Although the mechanisms underlying the relationship between lipid profiles, lipid ratios and GDM remain to be elucidated, our findings are biologically plausible. During pregnancy, elevated oestrogen levels and insulin resistance promote lipid synthesis in the liver [29], while at the same time the mother uses lipids as a source of energy to promote fetal growth and development to conserve glucose, both suggesting that the physiological changes in a woman’s body during pregnancy do not prioritise glucose metabolism, but rather lipid metabolism. In early pregnancy, lipids increase, thereby raising blood levels of free fatty acids, which may impair insulin sensitivity and create a vicious circle between high lipid levels and IR, leading to impaired glucose tolerance and the development of diabetes mellitus [35]. In addition. Reduced insulin secretion, reduced insulin sensitivity and reduced AMP-activated protein kinase activity are all possible effects of low HDL-C levels on glucose homeostasis [36].

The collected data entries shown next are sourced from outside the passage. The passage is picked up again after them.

use anyhow::Result;
use std::env;
use std::sync::Arc;
use tracing_subscriber::{layer::SubscriberExt, util::SubscriberInitExt};

mod handlers;
mod routes;
mod state;

use chainsight_loader::DashboardLoader;
use chainsight_narrative::CortexClient;
use chainsight_warehouse::WarehousePool;

#[tokio::main]
async fn main() -> Result<()> {
    // Initialize tracing
    tracing_subscriber::registry()
        .with(
            tracing_subscriber::EnvFilter::try_from_default_env()
                .unwrap_or_else(|_| "chainsight_api=debug,tower_http=debug,axum::rejection=trace".into()),
        )
        .with(tracing_subscriber::fmt::layer())
        .init();

    // Load environment variables
    dotenv::dotenv().ok();

    // Get configuration
    let port = env::var("API_PORT")
        .unwrap_or_else(|_| "3000".to_string())
        .parse::<u16>()?;

    let database_url = env::var("DATABASE_URL")
        .expect("DATABASE_URL must be set");

    // Initialize warehouse connection
    let warehouse: Arc<dyn chainsight_core::Warehouse> =
        Arc::new(WarehousePool::new(&database_url).await?);

    // Initialize narrative service (optional)
    let narrative: Option<Arc<dyn chainsight_narrative::NarrativeService>> =
        match (env::var("CORTEX_API_URL"), env::var("CORTEX_API_TOKEN")) {
            (Ok(api_url), Ok(api_token)) => {
                let mut client = CortexClient::new(api_url, api_token);
                if let Ok(model) = env::var("CORTEX_MODEL") {
                    client = client.with_model(model);
                }
                Some(Arc::new(client))
            }
            _ => {
                tracing::warn!("No CORTEX_API_URL/CORTEX_API_TOKEN provided, narrative endpoints disabled");
                None
            }
        };

    // Create app state
    let state = state::ApiState {
        loader: Arc::new(DashboardLoader::new(warehouse.clone())),
        warehouse,
        narrative,
    };

    // Build router
    let app = routes::create_router(state);

    // Start server
    let addr = format!("0.0.0.0:{}", port);
    tracing::info!("Chainsight API Server running on http://{}", addr);

    let listener = tokio::net::TcpListener::bind(&addr).await?;
    axum::serve(listener, app).await?;

    Ok(())
}
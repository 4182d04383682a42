use thiserror::Error;

#[derive(Error, Debug)]
pub enum Error {
    #[error("Narrative API error: {0}")]
    ApiError(String),

    #[error("Model not available: {0}")]
    ModelNotAvailable(String),

    #[error("Request error: {0}")]
    Request(#[from] reqwest::Error),

    #[error("JSON error: {0}")]
    Json(#[from] serde_json::Error),

    #[error(transparent)]
    Other(#[from] anyhow::Error),
}

pub type Result<T> = std::result::Result<T, Error>;
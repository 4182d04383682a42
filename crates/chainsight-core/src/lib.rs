pub mod scenario;
pub mod table;
pub mod query;
pub mod report;
pub mod warehouse;
pub mod error;

// Re-exports
pub use scenario::{ShockEvent, StrategyMode};
pub use table::DataTable;
pub use query::{QueryResult, QueryTask};
pub use report::ExecutionReport;
pub use warehouse::Warehouse;
pub use error::{Error, Result};
use config::{Config, Environment, File};
use serde::Deserialize;

/// Runtime knobs shared by the CLI commands and the embedded API server.
/// Read from an optional `chainsight.toml` next to the binary, overridden by
/// `CHAINSIGHT_*` environment variables (e.g. `CHAINSIGHT_CORTEX__API_URL`).
#[derive(Debug, Clone, Deserialize)]
pub struct Settings {
    pub database_url: Option<String>,

    #[serde(default = "default_cache_ttl_seconds")]
    pub cache_ttl_seconds: u64,

    #[serde(default)]
    pub cortex: CortexSettings,
}

#[derive(Debug, Clone, Default, Deserialize)]
pub struct CortexSettings {
    pub api_url: Option<String>,
    pub api_token: Option<String>,
    pub model: Option<String>,
}

fn default_cache_ttl_seconds() -> u64 {
    300
}

impl Settings {
    pub fn load() -> anyhow::Result<Self> {
        let settings = Config::builder()
            .add_source(File::with_name("chainsight").required(false))
            .add_source(Environment::with_prefix("CHAINSIGHT").separator("__"))
            .build()?;

        Ok(settings.try_deserialize()?)
    }
}

#[cfg(test)]
mod tests {
    use super::*;

    #[test]
    fn test_defaults_apply_without_config_file() {
        let settings = Settings::load().unwrap();
        assert_eq!(settings.cache_ttl_seconds, 300);
        assert!(settings.cortex.model.is_none());
    }
}
use thiserror::Error;

#[derive(Error, Debug)]
pub enum Error {
    #[error("Unknown strategy mode: {0}")]
    UnknownStrategyMode(String),

    #[error("Unknown shock event: {0}")]
    UnknownShockEvent(String),

    #[error("Row has {got} values but table has {expected} columns")]
    ColumnCountMismatch { expected: usize, got: usize },

    #[error(transparent)]
    Other(#[from] anyhow::Error),
}

pub type Result<T> = std::result::Result<T, Error>;
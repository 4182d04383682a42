use anyhow::Result;
use clap::Parser;
use std::sync::Arc;
use tracing_subscriber::{layer::SubscriberExt, util::SubscriberInitExt};

mod commands;
mod cli;
mod settings;

use cli::Cli;
use settings::Settings;

#[tokio::main]
async fn main() -> Result<()> {
    // Initialize tracing
    tracing_subscriber::registry()
        .with(
            tracing_subscriber::EnvFilter::try_from_default_env()
                .unwrap_or_else(|_| "chainsight=debug".into()),
        )
        .with(tracing_subscriber::fmt::layer())
        .init();

    // Load environment variables
    dotenv::dotenv().ok();

    // Parse CLI arguments
    let cli = Cli::parse();

    // Run CLI
    run(cli).await
}

async fn run(cli: Cli) -> Result<()> {
    let settings = Settings::load()?;
    tracing::debug!("Cache TTL: {}s", settings.cache_ttl_seconds);

    // Initialize warehouse connection (optional; commands that need one
    // fail with a clear message)
    let database_url = cli.database_url.clone().or_else(|| settings.database_url.clone());

    let warehouse = if let Some(ref db_url) = database_url {
        let pool = chainsight_warehouse::WarehousePool::new(db_url).await?;
        Some(Arc::new(pool))
    } else {
        None
    };

    // Execute command
    commands::execute(cli.command, warehouse, settings).await
}
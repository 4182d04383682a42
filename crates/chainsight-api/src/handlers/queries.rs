use axum::extract::{Path, State};
use axum::http::StatusCode;
use axum::Json;
use serde::Serialize;

use chainsight_core::DataTable;
use chainsight_loader::registry;

use crate::handlers::internal_error;
use crate::state::ApiState;

#[derive(Debug, Serialize)]
pub struct QueryInfo {
    pub name: &'static str,
    pub description: &'static str,
}

pub async fn list_queries() -> Json<Vec<QueryInfo>> {
    let queries = registry::ANALYSIS_QUERIES
        .iter()
        .map(|q| QueryInfo {
            name: q.name,
            description: q.description,
        })
        .collect();

    Json(queries)
}

#[derive(Debug, Serialize)]
pub struct QueryResponse {
    pub name: String,
    pub table: DataTable,
}

pub async fn run_query(
    State(state): State<ApiState>,
    Path(name): Path<String>,
) -> Result<Json<QueryResponse>, (StatusCode, String)> {
    match state.loader.run_analysis_query(&name).await {
        Ok(table) => Ok(Json(QueryResponse { name, table })),
        Err(e @ chainsight_loader::Error::UnknownQuery(_)) => {
            Err((StatusCode::NOT_FOUND, e.to_string()))
        }
        Err(e) => Err(internal_error(e)),
    }
}
use async_trait::async_trait;

use crate::table::DataTable;

/// Any client that can run a text query and return rows with named columns.
/// Implementations must be safe for concurrent independent calls; the
/// executor issues one `execute` per task with no coordination between them.
#[async_trait]
pub trait Warehouse: Send + Sync {
    async fn execute(&self, statement: &str) -> anyhow::Result<DataTable>;
}
use axum::extract::{Path, Query, State};
use axum::http::StatusCode;
use axum::Json;
use serde::{Deserialize, Serialize};

use chainsight_core::{DataTable, ShockEvent, StrategyMode};

use crate::handlers::{bad_request, internal_error};
use crate::state::ApiState;

#[derive(Debug, Deserialize)]
pub struct DashboardParams {
    /// Also fetch the unshocked baseline for side-by-side comparison.
    #[serde(default)]
    pub baseline: bool,
}

#[derive(Debug, Serialize)]
pub struct DashboardResponse {
    pub strategy_mode: StrategyMode,
    pub shock_event: ShockEvent,
    /// True when the performance dataset came back empty; the front end
    /// renders "no data for current selection" instead of derived metrics.
    pub no_data: bool,
    pub performance: DataTable,
    pub predictions: DataTable,
    pub causal_traces: DataTable,
    #[serde(skip_serializing_if = "Option::is_none")]
    pub baseline: Option<DataTable>,
}

pub async fn get_dashboard(
    State(state): State<ApiState>,
    Path((strategy, shock)): Path<(String, String)>,
    Query(params): Query<DashboardParams>,
) -> Result<Json<DashboardResponse>, (StatusCode, String)> {
    let strategy: StrategyMode = strategy.parse().map_err(bad_request)?;
    let shock: ShockEvent = shock.parse().map_err(bad_request)?;

    let (bundle, baseline) = if params.baseline {
        // Caller-requested comparison; baseline loads concurrently with the
        // bundle rather than after it.
        let (bundle, baseline) = tokio::join!(
            state.loader.load_dashboard_data(strategy, shock),
            state.loader.load_baseline_data(strategy),
        );
        (
            bundle.map_err(internal_error)?,
            Some(baseline.map_err(internal_error)?),
        )
    } else {
        let bundle = state
            .loader
            .load_dashboard_data(strategy, shock)
            .await
            .map_err(internal_error)?;
        (bundle, None)
    };

    Ok(Json(DashboardResponse {
        strategy_mode: strategy,
        shock_event: shock,
        no_data: !bundle.has_data(),
        performance: bundle.performance,
        predictions: bundle.predictions,
        causal_traces: bundle.causal_traces,
        baseline,
    }))
}

#[derive(Debug, Serialize)]
pub struct BaselineResponse {
    pub strategy_mode: StrategyMode,
    pub baseline: DataTable,
}

pub async fn get_baseline(
    State(state): State<ApiState>,
    Path(strategy): Path<String>,
) -> Result<Json<BaselineResponse>, (StatusCode, String)> {
    let strategy: StrategyMode = strategy.parse().map_err(bad_request)?;

    let baseline = state
        .loader
        .load_baseline_data(strategy)
        .await
        .map_err(internal_error)?;

    Ok(Json(BaselineResponse {
        strategy_mode: strategy,
        baseline,
    }))
}
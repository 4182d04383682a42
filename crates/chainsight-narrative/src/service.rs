use async_trait::async_trait;
use serde::{Deserialize, Serialize};

/// Hosted language model seam: takes one templated prompt, returns free
/// text. Implementations decide model and transport.
#[async_trait]
pub trait NarrativeService: Send + Sync {
    /// Model identifier used for completions.
    fn model(&self) -> &str;

    async fn complete(&self, prompt: &str) -> crate::Result<String>;
}

/// A narrative answer as the UI consumes it: either a response or an error
/// string, never an exception.
#[derive(Debug, Clone, Serialize, Deserialize)]
pub struct NarrativeOutcome {
    pub success: bool,
    pub response: Option<String>,
    pub error: Option<String>,
}

impl NarrativeOutcome {
    pub fn ok(response: String) -> Self {
        Self {
            success: true,
            response: Some(response),
            error: None,
        }
    }

    pub fn failed(error: String) -> Self {
        Self {
            success: false,
            response: None,
            error: Some(error),
        }
    }
}
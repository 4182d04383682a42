use crate::Result;
use async_trait::async_trait;
use chainsight_core::{DataTable, Warehouse};
use serde_json::{json, Value};
use sqlx::postgres::{PgPoolOptions, PgRow};
use sqlx::{Column, Pool, Postgres, Row, TypeInfo};

/// Postgres-backed warehouse connection. The pool is safe for concurrent
/// independent calls, so one instance can be shared across query workers.
#[derive(Clone)]
pub struct WarehousePool {
    pool: Pool<Postgres>,
}

impl WarehousePool {
    /// Create new warehouse connection
    pub async fn new(database_url: &str) -> Result<Self> {
        let pool = PgPoolOptions::new()
            .max_connections(5)
            .connect(database_url)
            .await?;

        Ok(Self { pool })
    }

    /// Initialize the warehouse schemas and tables the dashboard reads
    pub async fn init_schema(&self) -> Result<()> {
        for schema in ["analytics", "consumption", "intelligence", "raw"] {
            sqlx::query(&format!("CREATE SCHEMA IF NOT EXISTS {}", schema))
                .execute(&self.pool)
                .await?;
        }

        sqlx::query(
            r#"
            CREATE TABLE IF NOT EXISTS analytics.fact_performance_snapshot (
                snapshot_id BIGSERIAL PRIMARY KEY,
                performance_month DATE NOT NULL,
                region TEXT NOT NULL,
                strategy_mode TEXT NOT NULL,
                otif_pct DOUBLE PRECISION,
                fill_rate_pct DOUBLE PRECISION,
                net_sales_growth_pct DOUBLE PRECISION,
                lead_time_days DOUBLE PRECISION,
                order_flexibility_score DOUBLE PRECISION,
                forecast_mape_pct DOUBLE PRECISION,
                forecast_bias_pct DOUBLE PRECISION,
                npi_count INTEGER,
                gross_margin_pct DOUBLE PRECISION,
                ebitda_margin_pct DOUBLE PRECISION,
                cogs_usd DOUBLE PRECISION,
                sga_usd DOUBLE PRECISION,
                oee_pct DOUBLE PRECISION,
                first_pass_yield_pct DOUBLE PRECISION,
                purchasing_price_index DOUBLE PRECISION,
                roce_pct DOUBLE PRECISION,
                free_cash_flow_usd DOUBLE PRECISION,
                cash_conversion_cycle_days DOUBLE PRECISION,
                dioh_days DOUBLE PRECISION,
                dso_days DOUBLE PRECISION,
                dpo_days DOUBLE PRECISION,
                asset_turns DOUBLE PRECISION,
                cycle_stock_value DOUBLE PRECISION,
                safety_stock_value DOUBLE PRECISION,
                pipeline_stock_value DOUBLE PRECISION,
                anticipation_stock_value DOUBLE PRECISION,
                strategic_stock_value DOUBLE PRECISION,
                total_inventory_value DOUBLE PRECISION,
                nopat_usd DOUBLE PRECISION,
                working_capital_delta_usd DOUBLE PRECISION,
                fixed_asset_delta_usd DOUBLE PRECISION,
                capital_employed_usd DOUBLE PRECISION,
                eva_usd DOUBLE PRECISION
            )
            "#,
        )
        .execute(&self.pool)
        .await?;

        sqlx::query(
            r#"
            CREATE TABLE IF NOT EXISTS analytics.scenario_control (
                scenario_id INTEGER PRIMARY KEY,
                strategy_mode TEXT NOT NULL,
                shock_event TEXT,
                service_weight DOUBLE PRECISION NOT NULL,
                cost_weight DOUBLE PRECISION NOT NULL,
                cash_weight DOUBLE PRECISION NOT NULL,
                otif_delta_pct DOUBLE PRECISION NOT NULL,
                lead_time_delta_days DOUBLE PRECISION NOT NULL,
                safety_stock_delta_pct DOUBLE PRECISION NOT NULL,
                pipeline_stock_delta_pct DOUBLE PRECISION NOT NULL,
                roce_delta_pct DOUBLE PRECISION NOT NULL,
                fcf_delta_pct DOUBLE PRECISION NOT NULL,
                permissible_red TEXT NOT NULL,
                mandatory_green TEXT NOT NULL,
                economic_bet TEXT NOT NULL,
                UNIQUE (strategy_mode, shock_event)
            )
            "#,
        )
        .execute(&self.pool)
        .await?;

        sqlx::query(
            r#"
            CREATE TABLE IF NOT EXISTS consumption.predictive_bridge (
                bridge_id BIGSERIAL PRIMARY KEY,
                performance_month DATE NOT NULL,
                region TEXT NOT NULL,
                scenario_id INTEGER NOT NULL REFERENCES analytics.scenario_control(scenario_id),
                predicted_fcf_usd DOUBLE PRECISION,
                predicted_roce_pct DOUBLE PRECISION,
                predicted_safety_stock_usd DOUBLE PRECISION,
                predicted_pipeline_stock_usd DOUBLE PRECISION,
                lead_time_impact_fcf DOUBLE PRECISION,
                forecast_error_impact_safety DOUBLE PRECISION,
                batch_size_impact_cycle DOUBLE PRECISION,
                fcf_lower_bound DOUBLE PRECISION,
                fcf_upper_bound DOUBLE PRECISION,
                roce_lower_bound DOUBLE PRECISION,
                roce_upper_bound DOUBLE PRECISION,
                model_source TEXT
            )
            "#,
        )
        .execute(&self.pool)
        .await?;

        sqlx::query(
            r#"
            CREATE TABLE IF NOT EXISTS intelligence.causal_trace_definitions (
                trace_id INTEGER PRIMARY KEY,
                source_metric TEXT NOT NULL,
                target_metric TEXT NOT NULL,
                relationship_type TEXT NOT NULL,
                causal_weight DOUBLE PRECISION NOT NULL,
                description TEXT NOT NULL,
                example_scenario TEXT NOT NULL
            )
            "#,
        )
        .execute(&self.pool)
        .await?;

        sqlx::query(
            r#"
            CREATE OR REPLACE VIEW intelligence.v_causal_traces AS
            SELECT trace_id, source_metric, target_metric, relationship_type,
                   causal_weight, description, example_scenario
            FROM intelligence.causal_trace_definitions
            "#,
        )
        .execute(&self.pool)
        .await?;

        sqlx::query(
            r#"
            CREATE TABLE IF NOT EXISTS raw.qbr_documents (
                doc_id INTEGER PRIMARY KEY,
                doc_name TEXT NOT NULL,
                doc_type TEXT NOT NULL,
                quarter TEXT NOT NULL,
                year INTEGER NOT NULL,
                content_text TEXT NOT NULL
            )
            "#,
        )
        .execute(&self.pool)
        .await?;

        // Create indexes
        sqlx::query(
            "CREATE INDEX IF NOT EXISTS idx_perf_mode_month \
             ON analytics.fact_performance_snapshot(strategy_mode, performance_month)",
        )
        .execute(&self.pool)
        .await?;

        sqlx::query(
            "CREATE INDEX IF NOT EXISTS idx_bridge_scenario_month \
             ON consumption.predictive_bridge(scenario_id, performance_month)",
        )
        .execute(&self.pool)
        .await?;

        tracing::info!("Warehouse schema initialized");

        Ok(())
    }
}

#[async_trait]
impl Warehouse for WarehousePool {
    async fn execute(&self, statement: &str) -> anyhow::Result<DataTable> {
        let rows = sqlx::query(statement).fetch_all(&self.pool).await?;

        if rows.is_empty() {
            return Ok(DataTable::empty());
        }

        let columns = rows[0]
            .columns()
            .iter()
            .map(|c| c.name().to_string())
            .collect();

        let mut table = DataTable::with_columns(columns);
        for row in &rows {
            table.push_row(row_to_values(row)?)?;
        }

        Ok(table)
    }
}

fn row_to_values(row: &PgRow) -> Result<Vec<Value>> {
    let mut values = Vec::with_capacity(row.len());
    for (index, column) in row.columns().iter().enumerate() {
        values.push(decode_cell(row, index, column.type_info().name())?);
    }
    Ok(values)
}

/// Decode one cell into a JSON value. NULLs map to JSON null; types without
/// a native mapping are surfaced as text.
fn decode_cell(row: &PgRow, index: usize, type_name: &str) -> Result<Value> {
    let value = match type_name {
        "BOOL" => row.try_get::<Option<bool>, _>(index)?.map(Value::from),
        "INT2" => row.try_get::<Option<i16>, _>(index)?.map(Value::from),
        "INT4" => row.try_get::<Option<i32>, _>(index)?.map(Value::from),
        "INT8" => row.try_get::<Option<i64>, _>(index)?.map(Value::from),
        "FLOAT4" => row.try_get::<Option<f32>, _>(index)?.map(|v| json!(v)),
        "FLOAT8" => row.try_get::<Option<f64>, _>(index)?.map(|v| json!(v)),
        "NUMERIC" => row
            .try_get::<Option<sqlx::types::BigDecimal>, _>(index)?
            .map(|v| {
                let text = v.to_string();
                match text.parse::<f64>() {
                    Ok(f) => json!(f),
                    Err(_) => Value::String(text),
                }
            }),
        "DATE" => row
            .try_get::<Option<chrono::NaiveDate>, _>(index)?
            .map(|v| Value::String(v.to_string())),
        "TIMESTAMP" => row
            .try_get::<Option<chrono::NaiveDateTime>, _>(index)?
            .map(|v| Value::String(v.to_string())),
        "TIMESTAMPTZ" => row
            .try_get::<Option<chrono::DateTime<chrono::Utc>>, _>(index)?
            .map(|v| Value::String(v.to_rfc3339())),
        "TEXT" | "VARCHAR" | "BPCHAR" | "NAME" => row
            .try_get::<Option<String>, _>(index)?
            .map(Value::String),
        other => match row.try_get::<Option<String>, _>(index) {
            Ok(v) => v.map(Value::String),
            Err(_) => {
                tracing::warn!("Unsupported column type {} at index {}", other, index);
                None
            }
        },
    };

    Ok(value.unwrap_or(Value::Null))
}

The strengths of this study include a prospective design, a larger sample size and a well-characterised study population with more comprehensive and standardised medical records. In addition, venous blood was drawn in the fasting state to better reflect lipid metabolic status. However, several limitations of this study should be acknowledged. First, although all existing confounding factors have been corrected, due to the limitations of the study, some confounding factors were not collected, such as history of GDM in previous pregnancies, history of lipid profile disorders, lifestyle factors, dietary factors, and other factors. We found extremely low rates of smoking and alcohol consumption among pregnant women, who were more inclined to provide proactive answers considering that most of them were accompanied by family members during antenatal visits. This social desirability factor could have led to inaccuracies in these two variables, and therefore, we did not include them in our analyses. Second, we did not have data on insulin resistance or direct measurement of insulin homeostasis to explore the potential mechanisms. Finally, in our nested case-control study, due to time constraints, the follow-up time is not long enough, and the sample size is also small. In future research, the sample size should be expanded. research, the sample size should be expanded and the follow-up time should be extended to obtain more credible conclusions.

Conclusions

Overall, early and mid-pregnancy triglyceride glucose index, TG/HDL-c ratio, and TC/HDL-c ratio and their stable high levels are associated with a higher risk of GDM, and the opposite is true for HDL-c. In addition, early and mid-pregnancy screening for lipid profiles and lipid ratios and pre-pregnancy weight status assessment are essential for filtering mothers prone to GDM. More studies focusing on the impact of lipid profiles and lipid ratios during pregnancy are necessary considering maternal health.